In a day short on economic data, earnings reports made the biggest splash with a slew of companies reporting their quarterly results between yesterday's close and today's open. Some of the biggest post-report movers came from the tech sector (+0.2%) with Cognizant Technology (CTSH 56.45, +2.66) and Microchip Technology (MCHP 73.80, +4.18) adding 5.0% and 6.0%, respectively. CTSH reported better than expected earnings and issued positive first quarter guidance, while MCHP beat on both top and bottom lines in addition to issuing upbeat guidance.
The consumer discretionary sector (+0.6%) was also well represented on the earnings front. Walt Disney (DIS 109.01, +0.01) finished flat after better than expected earnings were balanced with a miss on revenues. Meanwhile, mid-cap Panera Bread (PNRA 232.90, +18.63) spiked 8.7%, fueled by better than expected earnings as well as a 3.0% increase in fourth quarter comparable net bakery-cafe sales.
The energy space (-0.1%) finished just shy of its flat line as an uptick in crude oil pushed the sector up from a larger loss. The commodity finished 0.3% higher at $52.36/bbl after holding solid losses during the overnight session and into the morning. The Energy Information Administration (EIA) data showed a huge 13.8 million barrel build in oil inventories, which confirmed yesterday's bearish reading from the API. Crude oil climbed despite the inventory readings, likely due to some short positions being squeezed out.

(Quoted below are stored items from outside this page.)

//! Lexer for the Javelin front end.
//!
//! [`Tokenizer`] turns decoded characters into tokens, one per call.
//! [`Scanner`] wraps it with current/previous token access, arbitrary
//! positive-k lookahead, and the token-splitting operation the parser
//! needs when nested type-argument lists close.
//!
//! Reserved words and operators live in one [`Keywords`] table keyed by
//! interned names: the tokenizer interns every identifier spelling and
//! asks the table whether the resulting handle is reserved.

mod keywords;
mod scanner;
mod tokenizer;

pub use keywords::Keywords;
pub use scanner::Scanner;
pub use tokenizer::Tokenizer;

use javelin_ir::{NameTable, SourceLevel};
use javelin_lexer_core::SourceBuffer;

/// Convenience constructor: build a scanner over `source` with a fresh
/// keyword table registered in `names`.
pub fn scan<'src, 'sess>(
    buffer: &'src SourceBuffer,
    names: &'sess mut NameTable,
    keywords: &'sess Keywords,
    level: SourceLevel,
) -> Scanner<'src, 'sess> {
    Scanner::new(Tokenizer::new(buffer, names, keywords, level))
}
//! Type declarations and their members.
//!
//! Member disambiguation works the way the block-statement one does, with
//! one extra wrinkle: a parsed return type that is a bare identifier
//! directly followed by `(` is a constructor, and fields are told from
//! methods by whether a parameter list follows the member name.

use javelin_diagnostic::ErrorCode;
use javelin_ir::{
    ClassTag, Comment, ModifierFlags, Name, NodeId, NodeList, PrimitiveType, Tree, TokenKind,
};

use crate::{Feature, Parser, TreeFactory};
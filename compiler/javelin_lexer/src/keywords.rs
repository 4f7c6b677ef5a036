//! The reserved-word and operator table.
//!
//! Built once per session: every fixed spelling (keywords *and* operators)
//! is interned into the shared name table, and a dense array maps name
//! indices back to token kinds. Classifying an identifier is then one
//! interning plus one array load; the greedy operator scanner reuses the
//! same table to test whether an extended spelling is still an operator.
//!
//! The table is immutable after construction and injected explicitly --
//! no process-wide singletons.

use javelin_ir::{Name, NameTable, TokenKind};

/// Dense `Name -> TokenKind` table for every fixed spelling.
pub struct Keywords {
    /// Indexed by `Name::index()`; `Identifier` for non-reserved names.
    kinds: Vec<TokenKind>,
    /// Highest name index occupied by a fixed spelling.
    max_key: u32,
}

/// All kinds with a fixed spelling, in discriminant order.
const FIXED_KINDS: [TokenKind; 104] = {
    use TokenKind::*;
    [
        Abstract, Assert, Boolean, Break, Byte, Case, Catch, Char, Class, Const, Continue,
        Default, Do, Double, Else, Enum, Extends, Final, Finally, Float, For, Goto, If,
        Implements, Import, InstanceOf, Int, Interface, Long, Native, New, Package, Private,
        Protected, Public, Return, Short, Static, Strictfp, Super, Switch, Synchronized, This,
        Throw, Throws, Transient, Try, Void, Volatile, While, True, False, Null, Underscore,
        Arrow, ColCol, LParen, RParen, LBrace, RBrace, LBracket, RBracket, Semi, Comma, Dot,
        Ellipsis, Eq, Gt, Lt, Bang, Tilde, Ques, Colon, EqEq, LtEq, GtEq, BangEq, AmpAmp,
        BarBar, PlusPlus, SubSub, Plus, Sub, Star, Slash, Amp, Bar, Caret, Percent, LtLt, GtGt,
        GtGtGt, PlusEq, SubEq, StarEq, SlashEq, AmpEq, BarEq, CaretEq, PercentEq, LtLtEq,
        GtGtEq, GtGtGtEq, At,
    ]
};

impl Keywords {
    /// Intern every fixed spelling into `names` and build the lookup table.
    pub fn new(names: &mut NameTable) -> Self {
        let mut entries: Vec<(Name, TokenKind)> = Vec::with_capacity(FIXED_KINDS.len());
        let mut max_key = 0u32;
        for kind in FIXED_KINDS {
            let Some(text) = kind.fixed_text() else {
                debug_assert!(false, "fixed kind without spelling: {kind:?}");
                continue;
            };
            let name = names.intern(text);
            max_key = max_key.max(name.index());
            entries.push((name, kind));
        }

        let mut kinds = vec![TokenKind::Identifier; max_key as usize + 1];
        for (name, kind) in entries {
            kinds[name.index() as usize] = kind;
        }
        Keywords { kinds, max_key }
    }

    /// Classify an interned spelling: its reserved kind, or `Identifier`.
    #[inline]
    pub fn kind_of(&self, name: Name) -> TokenKind {
        if name.index() > self.max_key {
            TokenKind::Identifier
        } else {
            self.kinds[name.index() as usize]
        }
    }
}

On the countercyclical side, a 8.6% decline in Gilead Sciences (GILD 66.83, -6.30) held the health care space (-0.1%) below its flat line. Gilead reported better than expected results, but negative guidance for 2017 overshadowed the company's earnings. A positive earnings report and above-consensus guidance from Allergan (AGN 241.17, +8.56) helped alleviate some of health care's loss, but wasn't enough to prevent the space from being the only defensive sector to close in the red.

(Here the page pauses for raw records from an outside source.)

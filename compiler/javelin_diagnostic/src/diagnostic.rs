use std::fmt;

use javelin_ir::Span;

use crate::ErrorCode;

/// Severity level for diagnostics.
#[derive(Copy, Clone, Eq, PartialEq, Hash, Debug)]
pub enum Severity {
    Error,
    Warning,
    Note,
}

impl fmt::Display for Severity {
    fn fmt(&self, f: &mut fmt::Formatter<'_>) -> fmt::Result {
        match self {
            Severity::Error => write!(f, "error"),
            Severity::Warning => write!(f, "warning"),
            Severity::Note => write!(f, "note"),
        }
    }
}

/// One reported problem: stable code, already-formatted message, primary
/// span, optional notes.
///
/// The front end fills in the message text; anything beyond that (source
/// excerpts, localization, color) is the sink's business.
#[derive(Clone, Eq, PartialEq, Hash, Debug)]
pub struct Diagnostic {
    pub severity: Severity,
    pub code: ErrorCode,
    pub message: String,
    pub span: Span,
    pub notes: Vec<String>,
}

impl Diagnostic {
    /// Start building an error diagnostic.
    pub fn error(code: ErrorCode) -> Self {
        Diagnostic {
            severity: Severity::Error,
            code,
            message: String::new(),
            span: Span::DUMMY,
            notes: Vec::new(),
        }
    }

    /// Start building a warning diagnostic.
    pub fn warning(code: ErrorCode) -> Self {
        Diagnostic {
            severity: Severity::Warning,
            code,
            ..Diagnostic::error(code)
        }
    }

    #[must_use]
    pub fn with_message(mut self, message: impl Into<String>) -> Self {
        self.message = message.into();
        self
    }

    #[must_use]
    pub fn with_span(mut self, span: Span) -> Self {
        self.span = span;
        self
    }

    #[must_use]
    pub fn with_note(mut self, note: impl Into<String>) -> Self {
        self.notes.push(note.into());
        self
    }

    pub fn is_error(&self) -> bool {
        self.severity == Severity::Error
    }
}

impl fmt::Display for Diagnostic {
    fn fmt(&self, f: &mut fmt::Formatter<'_>) -> fmt::Result {
        write!(
            f,
            "{}[{}] at {}: {}",
            self.severity, self.code, self.span, self.message
        )
    }
}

Lightly-weighted real estate (+0.9%) and utilities (+0.9%) closed at the top of the day's leaderboard, while financials (-0.8%) finished at the bottom. The financial space experienced broad pressure from its components as investors engaged in some profit taking in light of the space's huge fourth quarter advance and the stock market's recent stall.

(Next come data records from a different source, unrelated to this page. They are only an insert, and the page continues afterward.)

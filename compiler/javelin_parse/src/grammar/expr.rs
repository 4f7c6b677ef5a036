//! Expression parsing.
//!
//! Four levels drive the grammar, mirroring their precedence structure:
//! assignment (`term`), conditional (`term1`), the binary-operator ladder
//! (`term2`, evaluated with one pooled operand/operator stack pair rather
//! than one recursive call per precedence level), and unary/cast/postfix/
//! primary (`term3`).
//!
//! `term3` consults [`Parser::analyze_parens`] at `(` to pick among cast,
//! lambda, and parenthesized expression, and
//! [`Parser::is_unbound_member_ref`] at `Ident <` to tell a generic-type
//! method reference from a comparison.

use javelin_diagnostic::ErrorCode;
use javelin_ir::{
    BinaryOp, ClassTag, Literal, Name, NodeId, NodeList, PrimitiveType, RefMode, Tree, TokenKind,
    UnaryOp,
};

use crate::stack::ensure_sufficient_stack;
use crate::{Feature, Mode, ParensResult, Parser, TreeFactory};

/// Lowest binary precedence handled by the ladder (`||`).
const OR_PREC: i32 = 4;

/// Binary precedence, `-1` for non-operators.
fn op_prec(kind: TokenKind) -> i32 {
    match kind {
        TokenKind::BarBar => 4,
        TokenKind::AmpAmp => 5,
        TokenKind::Bar => 6,
        TokenKind::Caret => 7,
        TokenKind::Amp => 8,
        TokenKind::EqEq | TokenKind::BangEq => 9,
        TokenKind::Lt
        | TokenKind::Gt
        | TokenKind::LtEq
        | TokenKind::GtEq
        | TokenKind::InstanceOf => 10,
        TokenKind::LtLt | TokenKind::GtGt | TokenKind::GtGtGt => 11,
        TokenKind::Plus | TokenKind::Sub => 12,
        TokenKind::Star | TokenKind::Slash | TokenKind::Percent => 13,
        _ => -1,
    }
}

fn binary_op(kind: TokenKind) -> BinaryOp {
    match kind {
        TokenKind::BarBar => BinaryOp::Or,
        TokenKind::AmpAmp => BinaryOp::And,
        TokenKind::Bar => BinaryOp::BitOr,
        TokenKind::Caret => BinaryOp::BitXor,
        TokenKind::Amp => BinaryOp::BitAnd,
        TokenKind::EqEq => BinaryOp::Eq,
        TokenKind::BangEq => BinaryOp::Ne,
        TokenKind::Lt => BinaryOp::Lt,
        TokenKind::Gt => BinaryOp::Gt,
        TokenKind::LtEq => BinaryOp::Le,
        TokenKind::GtEq => BinaryOp::Ge,
        TokenKind::LtLt => BinaryOp::Shl,
        TokenKind::GtGt => BinaryOp::Shr,
        TokenKind::GtGtGt => BinaryOp::Ushr,
        TokenKind::Plus => BinaryOp::Add,
        TokenKind::Sub => BinaryOp::Sub,
        TokenKind::Star => BinaryOp::Mul,
        TokenKind::Slash => BinaryOp::Div,
        TokenKind::Percent => BinaryOp::Rem,
        other => {
            debug_assert!(false, "not a binary operator: {other:?}");
            BinaryOp::Add
        }
    }
}

/// Compound-assignment operators to their arithmetic op.
fn compound_op(kind: TokenKind) -> Option<BinaryOp> {
    Some(match kind {
        TokenKind::PlusEq => BinaryOp::Add,
        TokenKind::SubEq => BinaryOp::Sub,
        TokenKind::StarEq => BinaryOp::Mul,
        TokenKind::SlashEq => BinaryOp::Div,
        TokenKind::PercentEq => BinaryOp::Rem,
        TokenKind::AmpEq => BinaryOp::BitAnd,
        TokenKind::BarEq => BinaryOp::BitOr,
        TokenKind::CaretEq => BinaryOp::BitXor,
        TokenKind::LtLtEq => BinaryOp::Shl,
        TokenKind::GtGtEq => BinaryOp::Shr,
        TokenKind::GtGtGtEq => BinaryOp::Ushr,
        _ => return None,
    })
}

The financial space also faced some headwinds in the Treasury market as the yield curve ended the day slightly flatter. U.S. Treasuries had a fairly volatile session, jumping to session highs amid a modest decrease in rate hike expectations. The fed funds futures market is still pointing to June as the most likely window for the next rate hike, but the implied likelihood of a June hike declined to 58.4% from 64.7%.
Treasuries squandered half of their gains following a poorly received $23 billion 10-yr auction. The benchmark 10-yr yield closed four basis points lower at 2.35% while the 2-yr yield finished down two basis points at 1.15%.
Today's lone economic report, the weekly MBA Mortgage Index, increased 2.3% to follow last week's 3.2% decline.
On Thursday, investors will receive Initial Claims (Briefing.com consensus 250,000) at 8:30 am ET and December Wholesale Inventories (Briefing.com consensus 1.0%) at 10:00 am ET.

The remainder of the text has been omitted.